Burn in Hell, Jerry Falwell

Okay, I wasn’t going to write about Falwell’s death… but then I thought, what the hell, all the cool kids are doing it. Let’s start with a stirring eulogy by Christopher Hitchens:

Okay, I wasn’t going to write about Falwell’s death… but then I thought, what the hell, all the cool kids are doing it. Let’s start with a stirring eulogy by Christopher Hitchens:

“People like that should be out in the street, shouting and hollering with a cardboard sign and selling pencils from a cup.” Ha! Yeah, Hitchens is kind of an obnoxious asshole who loves to hear himself talk sometimes (seriously, “Chaucerian frauds”?). But when he’s right, he’s right.

Marc Adams came to SFU in 1998 to talk about his experiences growing up gay in a fundamentalist Baptist environment. Adams had gone to Falwell’s Liberty University. He survived—not all gay students did.

Marc talked about Kent, a student who was kicked out of Liberty for being gay. Even though they were in the same prayer group together, Marc was too busy trying to “become straight” to reach out to Kent. They never talked about being gay, not even as Marc helped Kent carry his suitcases to the curb. Marc feared a close association with Kent would arouse suspicions about his own sexuality. “A couple months after that I got a letter from him in the mail and the first thing he said was that his parents obviously did not kill him, but they did throw him out of the house and he was living on the street. He told me though, that he had found a way to cure himself of his homosexuality, that he had been able to do it, and he left a phone number for me to call. And so I called the number and it rang to his parents house and his brother told me how Kent had, just a couple days earlier, broken into their house and taken one of his father’s guns, and blown off the back of his head.”

I remember some members of the audience were in tears during Adams’ talk. Me, I wasn’t crying; I was angry. If I’d had the power, I would have cheerfully burned Liberty University to the ground right then. Though he didn’t pull the trigger, Falwell and his followers are to blame for filling that boy’s head with lies, fear and shame, making him feel he had no other options.

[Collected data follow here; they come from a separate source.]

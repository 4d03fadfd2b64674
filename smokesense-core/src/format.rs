//! Formatting helpers shared by the CLI renderers.

use chrono::{DateTime, Utc};

/// Format an hour of day on a 12-hour clock (e.g., "12 AM", "3 PM").
pub fn format_hour(hour: u8) -> String {
    match hour {
        0 => "12 AM".to_string(),
        12 => "12 PM".to_string(),
        h if h > 12 => format!("{} PM", h - 12),
        h => format!("{} AM", h),
    }
}

/// Compact duration from minutes (e.g., "45m", "8h", "14d").
pub fn format_duration_minutes(minutes: i64) -> String {
    let minutes = minutes.max(0);
    if minutes < 60 {
        format!("{}m", minutes)
    } else if minutes < 24 * 60 {
        format!("{}h", minutes / 60)
    } else {
        format!("{}d", minutes / (24 * 60))
    }
}

/// Format the time since the last log (e.g., "2h 5m 10s ago").
pub fn format_time_since(last: DateTime<Utc>, now: DateTime<Utc>) -> String {
    let secs = now.signed_duration_since(last).num_seconds();
    if secs < 0 {
        return "just now".to_string();
    }

    if secs < 60 {
        format!("{}s ago", secs)
    } else if secs < 3600 {
        format!("{}m {}s ago", secs / 60, secs % 60)
    } else {
        format!("{}h {}m {}s ago", secs / 3600, (secs % 3600) / 60, secs % 60)
    }
}

/// Format an optional last-log time, or a dash if nothing has been logged.
pub fn format_time_since_opt(last: Option<DateTime<Utc>>, now: DateTime<Utc>) -> String {
    match last {
        Some(ts) => format_time_since(ts, now),
        None => "-".to_string(),
    }
}

/// Time-of-day greeting for a local hour.
pub fn greeting(hour: u8, name: &str) -> String {
    let part = if hour < 12 {
        "morning"
    } else if hour < 17 {
        "afternoon"
    } else {
        "evening"
    };
    format!("Good {}, {}", part, name)
}

/// Format an amount of money with the configured currency symbol.
pub fn format_money(symbol: &str, amount: f64) -> String {
    format!("{}{:.0}", symbol, amount)
}
//! Windowed statistics for the stats view.

use chrono::{DateTime, TimeZone};
use serde::Serialize;

use super::breakdown::{breakdown, CategoryCount, Dimension};
use super::bucketing::{daily_series, hourly_histogram, DailyBucket, DailySeries, HourlyHistogram};
use super::projection::{projection_baseline, reward_equivalents, Reward, SpendSummary};
use crate::config::AnalyticsConfig;
use crate::types::{effective_unit_price, Profile, SmokeLog};

/// Moods listed in the stats view.
const TOP_MOODS: usize = 5;

/// Overview of the last `window_days` local days.
#[derive(Debug, Clone, PartialEq, Serialize)]
pub struct StatsReport {
    pub window_days: u32,
    pub series: DailySeries,
    /// Logs inside the window
    pub total: u32,
    /// `total / window_days`
    pub daily_average: f64,
    /// Day with the fewest logs (earliest on ties)
    pub best_day: Option<DailyBucket>,
    /// Day with the most logs (earliest on ties)
    pub peak_day: Option<DailyBucket>,
    pub hourly: HourlyHistogram,
    pub peak_hour: u8,
    pub top_moods: Vec<CategoryCount>,
    pub spend: SpendSummary,
    /// Purchases the yearly spend would cover
    pub rewards: Vec<&'static Reward>,
    /// Starting point for the projection slider
    pub projection_baseline: f64,
}

impl StatsReport {
    /// Compute the report for `events` as seen at `now`.
    pub fn compute<Tz: TimeZone>(
        events: &[SmokeLog],
        profile: Option<&Profile>,
        settings: &AnalyticsConfig,
        now: &DateTime<Tz>,
    ) -> Self {
        let window_days = settings.stats_window_days;
        let series = daily_series(events, window_days, now);
        let total = series.total();

        // Only logs that landed in a bucket feed the histogram and moods
        let in_window: Vec<SmokeLog> = match (series.buckets.first(), series.buckets.last()) {
            (Some(first), Some(last)) => {
                let tz = now.timezone();
                events
                    .iter()
                    .filter(|log| {
                        log.occurred_at().is_some_and(|ts| {
                            let day = ts.with_timezone(&tz).date_naive();
                            day >= first.day && day <= last.day
                        })
                    })
                    .cloned()
                    .collect()
            }
            _ => Vec::new(),
        };

        let hourly = hourly_histogram(&in_window, &now.timezone());
        let mut top_moods = breakdown(&in_window, Dimension::Mood);
        top_moods.truncate(TOP_MOODS);

        let price = effective_unit_price(profile, settings.default_unit_price);
        let spend = SpendSummary::compute(total, window_days, price, settings.minutes_per_unit);
        let daily_average = spend.daily_average;

        tracing::debug!(window_days, total, daily_average, "Computed stats report");

        Self {
            window_days,
            total,
            daily_average,
            best_day: min_first(&series),
            peak_day: max_first(&series),
            peak_hour: hourly.peak_hour(),
            hourly,
            top_moods,
            rewards: reward_equivalents(spend.yearly_projection),
            projection_baseline: projection_baseline(daily_average),
            spend,
            series,
        }
    }
}

fn min_first(series: &DailySeries) -> Option<DailyBucket> {
    series
        .buckets
        .iter()
        .copied()
        .reduce(|best, b| if b.count < best.count { b } else { best })
}

fn max_first(series: &DailySeries) -> Option<DailyBucket> {
    series
        .buckets
        .iter()
        .copied()
        .reduce(|peak, b| if b.count > peak.count { b } else { peak })
}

Here’s something I didn’t know: before getting into the homophobia and anti-abortion business in the 70’s, Falwell used to be a segregationist. From a sermon he made four years after the 1954 landmark case Brown v. Board of Education:

“If Chief Justice Warren and his associates had known God’s word and had desired to do the Lord’s will, I am quite confident that the 1954 decision would never have been made,” Falwell boomed from above his congregation in Lynchburg. “The facilities should be separate. When God has drawn a line of distinction, we should not attempt to cross that line.”

Falwell’s jeremiad continued: “The true Negro does not want integration… He realizes his potential is far better among his own race.” Falwell went on to announce that integration “will destroy our race eventually. In one northern city,” he warned, “a pastor friend of mine tells me that a couple of opposite race live next door to his church as man and wife.”

Not too surprising from a little toad (thanks, Christopher!) whose other career highlights include bigotry, lies, corruption, and the outing of Tinky Winky. Blaise Pascal wrote, “Men never do evil so completely and cheerfully as when they do it from religious conviction.” Falwell spent his life proving Pascal right, and inspiring others to do the same. He was a monster and a creator of monsters. The world is better off without him.

PS: This will blow your irony meters. Apparently, Fred Phelps (yes, that Fred Phelps) will picket Falwell’s funeral. For real. Damn, that’s too funny.